* [What the task requires] Output every record again so that it matches the original word for word.

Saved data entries
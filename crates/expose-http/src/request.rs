// Copyright (c) 2025 Zensical and contributors

// SPDX-License-Identifier: MIT
// Third-party contributions licensed under DCO

// Permission is hereby granted, free of charge, to any person obtaining a copy
// of this software and associated documentation files (the "Software"), to
// deal in the Software without restriction, including without limitation the
// rights to use, copy, modify, merge, publish, distribute, sublicense, and/or
// sell copies of the Software, and to permit persons to whom the Software is
// furnished to do so, subject to the following conditions:

// The above copyright notice and this permission notice shall be included in
// all copies or substantial portions of the Software.

// THE SOFTWARE IS PROVIDED "AS IS", WITHOUT WARRANTY OF ANY KIND, EXPRESS OR
// IMPLIED, INCLUDING BUT NOT LIMITED TO THE WARRANTIES OF MERCHANTABILITY,
// FITNESS FOR A PARTICULAR PURPOSE AND NON-INFRINGEMENT. IN NO EVENT SHALL THE
// AUTHORS OR COPYRIGHT HOLDERS BE LIABLE FOR ANY CLAIM, DAMAGES OR OTHER
// LIABILITY, WHETHER IN AN ACTION OF CONTRACT, TORT OR OTHERWISE, ARISING
// FROM, OUT OF OR IN CONNECTION WITH THE SOFTWARE OR THE USE OR OTHER DEALINGS
// IN THE SOFTWARE.

// ----------------------------------------------------------------------------

//! HTTP request.

use super::component::{Header, Method};
use super::headers::Headers;

// ----------------------------------------------------------------------------
// Structs
// ----------------------------------------------------------------------------

/// HTTP request.
///
/// Requests are owned and already parsed. All members are public, and there
/// are builder methods with identical names for convenient construction.
///
/// # Examples
///
/// ```
/// use expose_http::{Header, Method, Request};
///
/// // Create request
/// let req = Request::new()
///     .method(Method::Post)
///     .header(Header::Accept, "text/json")
///     .body("title=Hello");
/// ```
#[derive(Clone, Debug, PartialEq, Eq)]
pub struct Request {
    /// Request method.
    pub method: Method,
    /// Request headers.
    pub headers: Headers,
    /// Request body.
    pub body: Vec<u8>,
}

// ----------------------------------------------------------------------------
// Implementations
// ----------------------------------------------------------------------------

impl Request {
    /// Creates a `GET` request.
    #[inline]
    #[must_use]
    pub fn new() -> Self {
        Self::default()
    }

    /// Returns the value of the `Accept` header, if any.
    #[inline]
    #[must_use]
    pub fn accept(&self) -> Option<&str> {
        self.headers.get(Header::Accept)
    }
}

impl Request {
    /// Sets the method of the request.
    #[inline]
    #[must_use]
    pub fn method(mut self, method: Method) -> Self {
        self.method = method;
        self
    }

    /// Adds a header to the request.
    #[inline]
    #[must_use]
    pub fn header<V>(mut self, header: Header, value: V) -> Self
    where
        V: ToString,
    {
        self.headers.insert(header, value);
        self
    }

    /// Sets the body of the request.
    #[inline]
    #[must_use]
    pub fn body<B>(mut self, body: B) -> Self
    where
        B: Into<Vec<u8>>,
    {
        self.body = body.into();
        self
    }
}

// ----------------------------------------------------------------------------
// Trait implementations
// ----------------------------------------------------------------------------

impl Default for Request {
    /// Creates a default `GET` request.
    #[inline]
    fn default() -> Self {
        Self {
            method: Method::Get,
            headers: Headers::default(),
            body: Vec::new(),
        }
    }
}
// Copyright (c) 2025 Zensical and contributors

// SPDX-License-Identifier: MIT
// Third-party contributions licensed under DCO

// Permission is hereby granted, free of charge, to any person obtaining a copy
// of this software and associated documentation files (the "Software"), to
// deal in the Software without restriction, including without limitation the
// rights to use, copy, modify, merge, publish, distribute, sublicense, and/or
// sell copies of the Software, and to permit persons to whom the Software is
// furnished to do so, subject to the following conditions:

// The above copyright notice and this permission notice shall be included in
// all copies or substantial portions of the Software.

// THE SOFTWARE IS PROVIDED "AS IS", WITHOUT WARRANTY OF ANY KIND, EXPRESS OR
// IMPLIED, INCLUDING BUT NOT LIMITED TO THE WARRANTIES OF MERCHANTABILITY,
// FITNESS FOR A PARTICULAR PURPOSE AND NON-INFRINGEMENT. IN NO EVENT SHALL THE
// AUTHORS OR COPYRIGHT HOLDERS BE LIABLE FOR ANY CLAIM, DAMAGES OR OTHER
// LIABILITY, WHETHER IN AN ACTION OF CONTRACT, TORT OR OTHERWISE, ARISING
// FROM, OUT OF OR IN CONNECTION WITH THE SOFTWARE OR THE USE OR OTHER DEALINGS
// IN THE SOFTWARE.

// ----------------------------------------------------------------------------

//! Environment configuration.

use serde::Deserialize;
use std::path::PathBuf;

// ----------------------------------------------------------------------------
// Structs
// ----------------------------------------------------------------------------

/// Environment configuration.
///
/// All fields are optional when deserializing, falling back to the defaults,
/// which means no template directories and auto-escaping by file extension.
///
/// # Examples
///
/// ```
/// # use std::error::Error;
/// # fn main() -> Result<(), Box<dyn Error>> {
/// use expose::env::Config;
///
/// // Create configuration from JSON
/// let config: Config = serde_json::from_str(r#"{ "dirs": ["templates"] }"#)?;
/// assert!(config.auto_escape);
/// # Ok(())
/// # }
/// ```
#[derive(Clone, Debug, Deserialize, PartialEq, Eq)]
#[serde(default)]
pub struct Config {
    /// Template search directories, in order of precedence.
    pub dirs: Vec<PathBuf>,
    /// Whether to escape values in `.html` and `.xml` templates.
    pub auto_escape: bool,
}

// ----------------------------------------------------------------------------
// Trait implementations
// ----------------------------------------------------------------------------

impl Default for Config {
    fn default() -> Self {
        Self {
            dirs: Vec::new(),
            auto_escape: true,
        }
    }
}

* [Exercise result]
filename crates/expose-http/src/request.rs
// Copyright (c) 2025 Zensical and contributors

// SPDX-License-Identifier: MIT
// Third-party contributions licensed under DCO

// Permission is hereby granted, free of charge, to any person obtaining a copy
// of this software and associated documentation files (the "Software"), to
// deal in the Software without restriction, including without limitation the
// rights to use, copy, modify, merge, publish, distribute, sublicense, and/or
// sell copies of the Software, and to permit persons to whom the Software is
// furnished to do so, subject to the following conditions:

// The above copyright notice and this permission notice shall be included in
// all copies or substantial portions of the Software.

// THE SOFTWARE IS PROVIDED "AS IS", WITHOUT WARRANTY OF ANY KIND, EXPRESS OR
// IMPLIED, INCLUDING BUT NOT LIMITED TO THE WARRANTIES OF MERCHANTABILITY,
// FITNESS FOR A PARTICULAR PURPOSE AND NON-INFRINGEMENT. IN NO EVENT SHALL THE
// AUTHORS OR COPYRIGHT HOLDERS BE LIABLE FOR ANY CLAIM, DAMAGES OR OTHER
// LIABILITY, WHETHER IN AN ACTION OF CONTRACT, TORT OR OTHERWISE, ARISING
// FROM, OUT OF OR IN CONNECTION WITH THE SOFTWARE OR THE USE OR OTHER DEALINGS
// IN THE SOFTWARE.

// ----------------------------------------------------------------------------

//! HTTP request.

use super::component::{Header, Method};
use super::headers::Headers;

// ----------------------------------------------------------------------------
// Structs
// ----------------------------------------------------------------------------

/// HTTP request.
///
/// Requests are owned and already parsed. All members are public, and there
/// are builder methods with identical names for convenient construction.
///
/// # Examples
///
/// ```
/// use expose_http::{Header, Method, Request};
///
/// // Create request
/// let req = Request::new()
///     .method(Method::Post)
///     .header(Header::Accept, "text/json")
///     .body("title=Hello");
/// ```
#[derive(Clone, Debug, PartialEq, Eq)]
pub struct Request {
    /// Request method.
    pub method: Method,
    /// Request headers.
    pub headers: Headers,
    /// Request body.
    pub body: Vec<u8>,
}

// ----------------------------------------------------------------------------
// Implementations
// ----------------------------------------------------------------------------

impl Request {
    /// Creates a `GET` request.
    #[inline]
    #[must_use]
    pub fn new() -> Self {
        Self::default()
    }

    /// Returns the value of the `Accept` header, if any.
    #[inline]
    #[must_use]
    pub fn accept(&self) -> Option<&str> {
        self.headers.get(Header::Accept)
    }
}

impl Request {
    /// Sets the method of the request.
    #[inline]
    #[must_use]
    pub fn method(mut self, method: Method) -> Self {
        self.method = method;
        self
    }

    /// Adds a header to the request.
    #[inline]
    #[must_use]
    pub fn header<V>(mut self, header: Header, value: V) -> Self
    where
        V: ToString,
    {
        self.headers.insert(header, value);
        self
    }

    /// Sets the body of the request.
    #[inline]
    #[must_use]
    pub fn body<B>(mut self, body: B) -> Self
    where
        B: Into<Vec<u8>>,
    {
        self.body = body.into();
        self
    }
}

// ----------------------------------------------------------------------------
// Trait implementations
// ----------------------------------------------------------------------------

impl Default for Request {
    /// Creates a default `GET` request.
    #[inline]
    fn default() -> Self {
        Self {
            method: Method::Get,
            headers: Headers::default(),
            body: Vec::new(),
        }
    }
}
// Copyright (c) 2025 Zensical and contributors

// SPDX-License-Identifier: MIT
// Third-party contributions licensed under DCO

// Permission is hereby granted, free of charge, to any person obtaining a copy
// of this software and associated documentation files (the "Software"), to
// deal in the Software without restriction, including without limitation the
// rights to use, copy, modify, merge, publish, distribute, sublicense, and/or
// sell copies of the Software, and to permit persons to whom the Software is
// furnished to do so, subject to the following conditions:

// The above copyright notice and this permission notice shall be included in
// all copies or substantial portions of the Software.

// THE SOFTWARE IS PROVIDED "AS IS", WITHOUT WARRANTY OF ANY KIND, EXPRESS OR
// IMPLIED, INCLUDING BUT NOT LIMITED TO THE WARRANTIES OF MERCHANTABILITY,
// FITNESS FOR A PARTICULAR PURPOSE AND NON-INFRINGEMENT. IN NO EVENT SHALL THE
// AUTHORS OR COPYRIGHT HOLDERS BE LIABLE FOR ANY CLAIM, DAMAGES OR OTHER
// LIABILITY, WHETHER IN AN ACTION OF CONTRACT, TORT OR OTHERWISE, ARISING
// FROM, OUT OF OR IN CONNECTION WITH THE SOFTWARE OR THE USE OR OTHER DEALINGS
// IN THE SOFTWARE.

// ----------------------------------------------------------------------------

//! Environment configuration.

use serde::Deserialize;
use std::path::PathBuf;

// ----------------------------------------------------------------------------
// Structs
// ----------------------------------------------------------------------------

/// Environment configuration.
///
/// All fields are optional when deserializing, falling back to the defaults,
/// which means no template directories and auto-escaping by file extension.
///
/// # Examples
///
/// ```
/// # use std::error::Error;
/// # fn main() -> Result<(), Box<dyn Error>> {
/// use expose::env::Config;
///
/// // Create configuration from JSON
/// let config: Config = serde_json::from_str(r#"{ "dirs": ["templates"] }"#)?;
/// assert!(config.auto_escape);
/// # Ok(())
/// # }
/// ```
#[derive(Clone, Debug, Deserialize, PartialEq, Eq)]
#[serde(default)]
pub struct Config {
    /// Template search directories, in order of precedence.
    pub dirs: Vec<PathBuf>,
    /// Whether to escape values in `.html` and `.xml` templates.
    pub auto_escape: bool,
}

// ----------------------------------------------------------------------------
// Trait implementations
// ----------------------------------------------------------------------------

impl Default for Config {
    fn default() -> Self {
        Self {
            dirs: Vec::new(),
            auto_escape: true,
        }
    }
}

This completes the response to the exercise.